# Assess predictions on binary text classification blbooksgenre data with a huggingface transformers model


This notebook demonstrates the use of the `responsibleai` API to assess a text classification huggingface transformers model trained on the blbooksgenre dataset (see https://huggingface.co/datasets/blbooksgenre for more information about the dataset). It walks through the API calls necessary to create a widget with model analysis insights, then guides a visual analysis of the model.

* [Launch Responsible AI Toolbox](#Launch-Responsible-AI-Toolbox)
    * [Load Model and Data](#Load-Model-and-Data)
    * [Create Model and Data Insights](#Create-Model-and-Data-Insights)
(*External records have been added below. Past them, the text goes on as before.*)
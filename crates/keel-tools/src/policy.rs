// Copyright (c) 2024-2026 Martin Schröder <info@swedishembedded.com>
//
// SPDX-License-Identifier: Apache-2.0
use std::path::{Component, Path, PathBuf};

use keel_config::AgentMode;

use crate::context::ToolContext;

/// What a file-touching tool intends to do; selects which containment
/// exemptions apply.
#[derive(Debug, Clone, Copy, PartialEq, Eq)]
pub enum FileAction {
    Read,
    Write,
    Execute,
}

impl FileAction {
    pub fn as_str(&self) -> &'static str {
        match self {
            FileAction::Read => "read",
            FileAction::Write => "write",
            FileAction::Execute => "execute",
        }
    }
}

/// One concrete rule violation.  The display strings are the canonical
/// reasons recorded on permission requests.
#[derive(Debug, Clone, PartialEq, Eq)]
pub enum GateReason {
    OutsideWorkPath,
    ShellOperators,
    NotInAllowlist { basename: String },
    PathEscape,
}

impl std::fmt::Display for GateReason {
    fn fmt(&self, f: &mut std::fmt::Formatter<'_>) -> std::fmt::Result {
        match self {
            GateReason::OutsideWorkPath => write!(f, "Path outside work path."),
            GateReason::ShellOperators => write!(f, "Shell operators detected."),
            GateReason::NotInAllowlist { .. } => write!(f, "Command not in allowlist."),
            GateReason::PathEscape => {
                write!(f, "Command may access paths outside work path.")
            }
        }
    }
}

/// Outcome of a policy gate, evaluated before execution.
#[derive(Debug, Clone, PartialEq, Eq)]
pub enum GateCheck {
    Allow,
    /// Execution must wait for an out-of-band approval.
    Require {
        action: FileAction,
        /// Path-or-command string recorded on the permission request.
        subject: String,
        reasons: Vec<GateReason>,
    },
}

impl GateCheck {
    pub fn require(action: FileAction, subject: impl Into<String>, reasons: Vec<GateReason>) -> Self {
        Self::Require {
            action,
            subject: subject.into(),
            reasons,
        }
    }

    /// Concatenated canonical reason string for the permission request row.
    pub fn reason_text(&self) -> String {
        match self {
            GateCheck::Allow => String::new(),
            GateCheck::Require { reasons, .. } => reasons
                .iter()
                .map(|r| r.to_string())
                .collect::<Vec<_>>()
                .join(" "),
        }
    }
}

// ─── Path containment ─────────────────────────────────────────────────────────

/// Lexically resolve `raw` against `base`: make it absolute and fold away
/// `.` / `..` components without touching the filesystem (the target may not
/// exist yet).
pub fn normalize_path(base: &Path, raw: &str) -> PathBuf {
    let candidate = PathBuf::from(raw);
    let joined = if candidate.is_absolute() {
        candidate
    } else {
        base.join(candidate)
    };
    let mut parts: Vec<std::ffi::OsString> = Vec::new();
    let mut prefix = PathBuf::new();
    for component in joined.components() {
        match component {
            Component::Prefix(p) => prefix.push(p.as_os_str()),
            Component::RootDir => prefix.push(Component::RootDir.as_os_str()),
            Component::CurDir => {}
            Component::ParentDir => {
                parts.pop();
            }
            Component::Normal(c) => parts.push(c.to_os_string()),
        }
    }
    let mut result = prefix;
    for part in parts {
        result.push(part);
    }
    result
}

/// Containment test matching the permission model: case-insensitive prefix
/// compare so policy behaves identically on case-insensitive filesystems.
pub fn is_within_root(path: &Path, root: &Path) -> bool {
    let path_str = path.display().to_string().to_lowercase();
    let root_str = root.display().to_string().to_lowercase();
    if path_str == root_str {
        return true;
    }
    let sep = std::path::MAIN_SEPARATOR;
    path_str.starts_with(&format!("{root_str}{sep}"))
}

/// Resolve a tool-supplied path against the work path and apply the
/// containment gate.
///
/// Exemptions: `super` mode skips the gate entirely; `shell_safe` permits
/// read-only actions outside the root.  A previously approved invocation
/// (`ctx.gate_approved`) also passes.
pub fn resolve_in_root(
    raw: &str,
    ctx: &ToolContext,
    action: FileAction,
) -> Result<PathBuf, GateCheck> {
    let resolved = normalize_path(&ctx.work_path, raw);
    if is_within_root(&resolved, &ctx.work_path) {
        return Ok(resolved);
    }
    let exempt = ctx.gate_approved
        || ctx.agent_mode == AgentMode::Super
        || (ctx.agent_mode == AgentMode::ShellSafe && action == FileAction::Read);
    if exempt {
        return Ok(resolved);
    }
    Err(GateCheck::require(
        action,
        resolved.display().to_string(),
        vec![GateReason::OutsideWorkPath],
    ))
}

// ─── Shell command analysis ───────────────────────────────────────────────────

/// Split a command line on whitespace, honouring single and double quotes.
/// Quote characters are kept; callers strip them per token.
fn split_tokens(command: &str) -> Vec<String> {
    let mut tokens = Vec::new();
    let mut current = String::new();
    let mut quote: Option<char> = None;
    for ch in command.chars() {
        match quote {
            Some(q) => {
                current.push(ch);
                if ch == q {
                    quote = None;
                }
            }
            None => match ch {
                '"' | '\'' => {
                    current.push(ch);
                    quote = Some(ch);
                }
                c if c.is_whitespace() => {
                    if !current.is_empty() {
                        tokens.push(std::mem::take(&mut current));
                    }
                }
                c => current.push(c),
            },
        }
    }
    if !current.is_empty() {
        tokens.push(current);
    }
    tokens
}

fn strip_quotes(token: &str) -> &str {
    token
        .trim()
        .trim_matches('"')
        .trim_matches('\'')
}

/// First token's basename, lowercased, with Windows executable suffixes
/// removed.  This is the identity the allowlist matches on.
pub fn command_basename(command: &str) -> String {
    let tokens = split_tokens(command);
    let Some(first) = tokens.first() else {
        return String::new();
    };
    let cleaned = strip_quotes(first);
    let base = Path::new(cleaned)
        .file_name()
        .map(|n| n.to_string_lossy().to_lowercase())
        .unwrap_or_default();
    for suffix in [".exe", ".cmd", ".bat"] {
        if let Some(stripped) = base.strip_suffix(suffix) {
            return stripped.to_string();
        }
    }
    base
}

/// Operators that chain, redirect or background — disallowed in default mode
/// because they defeat single-command review.
pub fn contains_shell_operators(command: &str) -> bool {
    ["&", "|", ">", "<", ";"].iter().any(|op| command.contains(op))
}

/// Tokens that might name a filesystem path, including values of
/// `key=value` arguments.
fn extract_path_candidates(command: &str) -> Vec<String> {
    let mut candidates = Vec::new();
    for token in split_tokens(command) {
        let item = strip_quotes(&token).to_string();
        if item.is_empty() {
            continue;
        }
        if let Some((_, value)) = item.split_once('=') {
            let value = strip_quotes(value).to_string();
            if !value.is_empty() {
                candidates.push(value);
            }
        }
        candidates.push(item);
    }
    candidates
}

fn looks_like_path(candidate: &str) -> bool {
    if candidate.is_empty() {
        return false;
    }
    if candidate.starts_with("\\\\") || candidate.starts_with('/') {
        return true;
    }
    if candidate.len() > 2 && candidate.as_bytes()[1] == b':' {
        return true;
    }
    candidate.contains('\\') || candidate.contains('/')
}

/// True when any token resembling a path resolves outside the work path.
/// `..` anywhere in the command is a violation outright.
pub fn command_targets_outside_root(command: &str, root: &Path) -> bool {
    if command.contains("..") {
        return true;
    }
    for candidate in extract_path_candidates(command) {
        if !looks_like_path(&candidate) {
            continue;
        }
        let resolved = normalize_path(root, &candidate);
        if !is_within_root(&resolved, root) {
            return true;
        }
    }
    false
}

// ─── Unit tests ──────────────────────────────────────────────────────────────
## Launch Responsible AI Toolbox

The following section examines the code necessary to create datasets and a model. It then generates insights using the `responsibleai` API that can be visually analyzed.

### Load Model and Data
*The following section can be skipped. It loads a dataset and trains a model for illustrative purposes.*

First we import all necessary dependencies

In [1]:
import datasets
import pandas as pd
import zipfile
from sklearn.model_selection import train_test_split
from transformers import (AutoModelForSequenceClassification, AutoTokenizer,
                          pipeline)

from raiutils.common.retries import retry_function

try:
    from urllib import urlretrieve
except ImportError:
    from urllib.request import urlretrieve

Next we load the blbooksgenre dataset from huggingface datasets

In [2]:
NUM_TEST_SAMPLES = 50 #20

def load_dataset(split):
    config_kwargs = {"name": "title_genre_classifiction"}
    dataset = datasets.load_dataset("blbooksgenre", split=split, **config_kwargs)
    return pd.DataFrame({"text": dataset["title"], "label": dataset["label"]})

pd_data = load_dataset("train")

pd_data, pd_valid_data = train_test_split(
    pd_data, test_size=0.2, random_state=0)

START_INDEX = 0
train_data = pd_data[NUM_TEST_SAMPLES:].reset_index(drop=True)
test_data = pd_valid_data[:NUM_TEST_SAMPLES].reset_index(drop=True)

You can avoid this message in future by passing the argument `trust_remote_code=True`.
Passing `trust_remote_code=True` will be mandatory to load this dataset from the next major release of `datasets`.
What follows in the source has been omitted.